If you didn’t come to party, don’t bother knockin’ on Boy George’s door. That was the message the charismatic singer delivered to those inside the Arlington not ready to lose their shit to Culture Club’s ferocious pop onslaught last Wednesday night. “Every night we encounter resistance, and every night we beat it down,” George said.
Indeed, Boy George and original band members Roy Hay, Mikey Craig, and Jon Moss (plus backup singers and brass section) killed it with 007-level accuracy and efficiency. “Roy used to live here, and I think we’re playing for most of his friends,” the flamboyant vocalist said. George joked that his guitarist probably owes them money “and if [repayment] happens, I think it’ll be a miracle,” he concluded, segueing into one of their greatest hits. Like the song title, it’s a miracle that Culture Club was playing the Arlington at all, given their tumultuous history (which instigated their 1986 breakup, only mended in 2014) and George O’Dowd’s long wilderness period (drug addiction, arrests).
The upbeat evening started auspiciously with Groves. With their clean ’80s synth-pop feel, the Los Angeles trio proved a thematically correct supporting act. Their opening tune recalled Crowded House’s biggest hit, while their second song began with Muse-like guitar before evolving into an Exorcist-theme-type lick. After delivering a pair of ethereal songs based around active verbs (“Run,” “Swim”), Groves closed with the more ambitiously titled “Infinity is About Not Giving Up on Your Dreams.”
Then came Culture Club. Drummer Moss whipped the crowd into a frenzy with muscular, slammin’ beats that built up to “Church of the Poison Mind.” The house exploded as singer Boy George appeared in matching red hat and blazer, the first of three eccentric outfits, culminating in a green suit worthy of Frank Gorshin’s The Riddler.

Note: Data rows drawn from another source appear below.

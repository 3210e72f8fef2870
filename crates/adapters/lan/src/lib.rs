//! # hearthlink-adapter-lan
//!
//! Local-network transport over the devices' UDP JSON protocol.
//!
//! ## How it works
//!
//! A single socket bound to the listen port sends discovery scans, status
//! polls and commands, and receives every reply. Scan replies tell the
//! bridge a device is reachable locally (and at which address); status
//! replies are decoded into raw updates for the reconciler.
//!
//! See [`message`] for the wire format.
//!
//! ## Dependency rule
//!
//! Depends on `hearthlink-app` (ports) and `hearthlink-domain` only.

mod client;
mod config;
mod error;
pub mod message;

pub use client::LanClient;
pub use config::{LanConfig, MIN_REFRESH_SECS};
pub use error::LanError;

“It’s a Miracle” and the tropical-tinged “I’ll Tumble 4 Ya” proved high-energy workouts in concert for band and audience alike. All night long, Boy George was big on segues. “Shall we tumble?” he said, before delving into “I’ll Tumble 4 Ya.” Throughout the evening, the good-humored frontman joked and teased the audience. He imparted some advice — “Dance like nobody’s watching; dress like you don’t give a shit!”
“Happy and sad in the same breath — that’s what we do,” George said, before heading into duet “Black Money,” a deep cut from their biggest-selling album, 1983’s Colour By Numbers. Performed live, “Black Money” dissolved into an E Street Band-ish instrumental session for the brass section as George left the stage, doffing his coat. When he returned in a fluorescent rainbow cowboy hat and scarf, he set off “Time (Clock of the Heart),” with its sexy, sax-y breakdowns.
If there were any lulls, it was with strong albeit less recognizable material. The Sly Stone tribute “Different Man” and especially the sonically exciting “Like I Used To” proved that the recently reformed Club should continue penning new tunes. The London-formed group definitely re-energized the proceedings with the bouncy “Miss Me Blind” and their 1982 reggae-pop career-launcher, “Do You Really Want to Hurt Me?”
“Victims,” an Adele-worthy number, may have been a big U.K. single, but it never made it to our shores. The ballad began with just Boy George and Roy (at the piano) before bursting into aural fanfare that incorporated the entire band… Then everyone left the stage.
Of course, not one person in the house bought into that faux finale. How could Culture Club “come and go” without performing “Karma Chameleon”? Predictably, that song went over big. Less predictable was the wicked version of T. Rex’s “Bang a Gong” (which George used to name-check all the band members plus wish the secondary drummer a happy birthday) that closed the show.